» **Task prompt**: Scan the entries below and count the lines holding the string "ProfileUpdate". Supply only the number.

⁂

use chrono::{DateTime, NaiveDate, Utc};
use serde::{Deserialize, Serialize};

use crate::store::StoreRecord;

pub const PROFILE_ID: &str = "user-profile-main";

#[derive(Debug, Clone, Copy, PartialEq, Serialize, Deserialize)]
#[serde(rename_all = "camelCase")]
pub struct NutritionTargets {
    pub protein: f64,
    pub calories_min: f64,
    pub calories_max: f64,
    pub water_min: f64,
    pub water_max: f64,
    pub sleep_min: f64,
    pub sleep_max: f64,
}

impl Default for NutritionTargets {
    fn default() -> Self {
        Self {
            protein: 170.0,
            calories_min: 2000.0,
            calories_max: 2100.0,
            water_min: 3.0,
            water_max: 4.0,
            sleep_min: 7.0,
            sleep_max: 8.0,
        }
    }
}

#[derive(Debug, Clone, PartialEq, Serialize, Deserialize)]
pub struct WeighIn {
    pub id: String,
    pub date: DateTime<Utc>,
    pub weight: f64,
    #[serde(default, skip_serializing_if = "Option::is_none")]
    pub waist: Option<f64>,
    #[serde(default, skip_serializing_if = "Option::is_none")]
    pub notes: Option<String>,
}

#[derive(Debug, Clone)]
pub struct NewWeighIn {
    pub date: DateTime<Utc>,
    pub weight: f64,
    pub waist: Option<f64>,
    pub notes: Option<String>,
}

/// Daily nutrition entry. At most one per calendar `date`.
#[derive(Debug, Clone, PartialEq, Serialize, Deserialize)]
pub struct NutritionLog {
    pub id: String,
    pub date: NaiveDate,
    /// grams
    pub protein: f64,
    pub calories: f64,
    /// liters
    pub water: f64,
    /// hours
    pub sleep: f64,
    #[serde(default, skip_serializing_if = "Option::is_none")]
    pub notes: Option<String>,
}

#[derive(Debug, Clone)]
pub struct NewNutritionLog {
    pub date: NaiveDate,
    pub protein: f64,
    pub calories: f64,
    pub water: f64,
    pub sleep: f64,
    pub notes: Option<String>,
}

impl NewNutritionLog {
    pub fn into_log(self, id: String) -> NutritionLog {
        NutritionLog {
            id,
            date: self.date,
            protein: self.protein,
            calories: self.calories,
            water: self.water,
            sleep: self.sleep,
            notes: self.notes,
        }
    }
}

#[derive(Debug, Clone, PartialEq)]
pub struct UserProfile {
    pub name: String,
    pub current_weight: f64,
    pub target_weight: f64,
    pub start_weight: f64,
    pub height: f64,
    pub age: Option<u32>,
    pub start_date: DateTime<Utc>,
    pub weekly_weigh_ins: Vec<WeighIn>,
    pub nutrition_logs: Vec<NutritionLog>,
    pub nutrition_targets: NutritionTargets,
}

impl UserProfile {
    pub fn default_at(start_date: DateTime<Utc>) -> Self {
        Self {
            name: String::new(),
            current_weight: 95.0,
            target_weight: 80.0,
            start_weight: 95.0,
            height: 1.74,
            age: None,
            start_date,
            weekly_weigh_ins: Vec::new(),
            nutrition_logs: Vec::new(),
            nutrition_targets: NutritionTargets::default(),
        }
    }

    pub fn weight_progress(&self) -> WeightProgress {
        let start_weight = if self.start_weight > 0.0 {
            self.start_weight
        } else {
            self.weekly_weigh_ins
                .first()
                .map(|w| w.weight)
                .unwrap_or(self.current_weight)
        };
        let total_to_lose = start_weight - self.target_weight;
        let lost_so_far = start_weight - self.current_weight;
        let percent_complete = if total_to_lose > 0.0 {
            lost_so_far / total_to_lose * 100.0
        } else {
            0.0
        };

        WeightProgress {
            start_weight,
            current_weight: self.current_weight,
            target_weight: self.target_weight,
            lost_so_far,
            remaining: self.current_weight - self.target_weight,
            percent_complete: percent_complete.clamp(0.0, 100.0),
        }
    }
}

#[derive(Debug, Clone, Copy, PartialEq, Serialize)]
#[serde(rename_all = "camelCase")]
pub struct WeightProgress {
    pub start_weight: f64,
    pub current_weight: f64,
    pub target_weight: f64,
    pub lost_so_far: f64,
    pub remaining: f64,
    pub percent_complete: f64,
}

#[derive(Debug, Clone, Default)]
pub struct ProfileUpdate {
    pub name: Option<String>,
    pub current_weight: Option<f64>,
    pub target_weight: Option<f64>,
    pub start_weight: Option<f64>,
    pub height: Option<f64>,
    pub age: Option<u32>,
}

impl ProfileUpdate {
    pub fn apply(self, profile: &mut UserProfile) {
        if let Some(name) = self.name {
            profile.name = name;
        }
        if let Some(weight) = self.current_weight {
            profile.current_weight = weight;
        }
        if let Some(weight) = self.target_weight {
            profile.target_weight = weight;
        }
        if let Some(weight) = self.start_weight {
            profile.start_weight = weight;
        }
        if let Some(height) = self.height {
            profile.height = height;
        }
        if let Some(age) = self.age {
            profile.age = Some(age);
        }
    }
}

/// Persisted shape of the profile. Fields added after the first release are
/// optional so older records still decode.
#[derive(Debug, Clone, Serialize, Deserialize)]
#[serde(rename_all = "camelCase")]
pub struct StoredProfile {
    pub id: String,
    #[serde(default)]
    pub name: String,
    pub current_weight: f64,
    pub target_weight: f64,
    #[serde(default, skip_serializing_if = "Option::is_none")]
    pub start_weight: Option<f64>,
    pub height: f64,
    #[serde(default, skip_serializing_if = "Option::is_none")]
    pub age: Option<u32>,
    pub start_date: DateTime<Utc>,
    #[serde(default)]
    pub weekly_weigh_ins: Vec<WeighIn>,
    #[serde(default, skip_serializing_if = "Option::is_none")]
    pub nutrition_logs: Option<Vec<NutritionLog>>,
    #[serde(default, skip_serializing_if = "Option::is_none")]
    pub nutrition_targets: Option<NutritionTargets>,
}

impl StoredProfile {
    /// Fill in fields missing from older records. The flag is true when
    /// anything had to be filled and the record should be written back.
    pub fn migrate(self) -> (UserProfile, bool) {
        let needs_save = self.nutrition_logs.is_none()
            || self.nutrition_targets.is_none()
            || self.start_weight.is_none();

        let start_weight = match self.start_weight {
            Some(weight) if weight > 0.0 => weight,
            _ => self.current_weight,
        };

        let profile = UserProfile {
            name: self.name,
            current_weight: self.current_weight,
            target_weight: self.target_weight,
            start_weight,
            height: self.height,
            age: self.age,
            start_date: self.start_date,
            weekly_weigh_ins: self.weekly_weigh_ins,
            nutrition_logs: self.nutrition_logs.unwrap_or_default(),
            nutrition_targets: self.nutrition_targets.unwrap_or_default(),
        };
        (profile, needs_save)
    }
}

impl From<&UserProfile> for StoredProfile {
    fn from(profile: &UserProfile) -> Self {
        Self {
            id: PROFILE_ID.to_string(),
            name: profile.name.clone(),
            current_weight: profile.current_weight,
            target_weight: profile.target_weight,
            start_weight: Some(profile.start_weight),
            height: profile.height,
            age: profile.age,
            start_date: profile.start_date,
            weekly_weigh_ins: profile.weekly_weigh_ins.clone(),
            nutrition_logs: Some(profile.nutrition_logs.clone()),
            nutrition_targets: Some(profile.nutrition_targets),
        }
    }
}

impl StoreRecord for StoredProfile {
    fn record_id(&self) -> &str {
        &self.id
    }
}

⁂

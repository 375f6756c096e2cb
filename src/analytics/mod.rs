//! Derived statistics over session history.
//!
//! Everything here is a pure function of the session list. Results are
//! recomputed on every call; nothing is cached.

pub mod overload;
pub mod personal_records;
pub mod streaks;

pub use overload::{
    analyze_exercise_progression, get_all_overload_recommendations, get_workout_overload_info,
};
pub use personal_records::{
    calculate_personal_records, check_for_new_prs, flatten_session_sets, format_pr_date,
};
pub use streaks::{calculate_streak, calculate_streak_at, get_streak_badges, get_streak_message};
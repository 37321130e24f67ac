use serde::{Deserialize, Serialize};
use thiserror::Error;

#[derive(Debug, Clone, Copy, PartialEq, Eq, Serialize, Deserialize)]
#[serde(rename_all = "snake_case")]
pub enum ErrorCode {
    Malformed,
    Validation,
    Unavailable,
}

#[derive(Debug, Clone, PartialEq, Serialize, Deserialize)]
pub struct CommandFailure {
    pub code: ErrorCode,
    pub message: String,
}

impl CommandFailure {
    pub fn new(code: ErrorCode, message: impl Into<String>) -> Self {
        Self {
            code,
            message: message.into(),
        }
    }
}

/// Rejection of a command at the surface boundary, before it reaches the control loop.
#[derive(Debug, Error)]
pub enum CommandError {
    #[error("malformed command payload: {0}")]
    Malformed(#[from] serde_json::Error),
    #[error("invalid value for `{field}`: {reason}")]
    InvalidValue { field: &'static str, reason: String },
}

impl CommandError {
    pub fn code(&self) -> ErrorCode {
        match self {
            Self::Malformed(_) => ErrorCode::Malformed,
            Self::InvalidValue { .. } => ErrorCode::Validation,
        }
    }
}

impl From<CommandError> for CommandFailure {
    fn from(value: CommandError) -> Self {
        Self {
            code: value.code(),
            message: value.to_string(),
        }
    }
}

⁂

» **Solution to the problem**: 2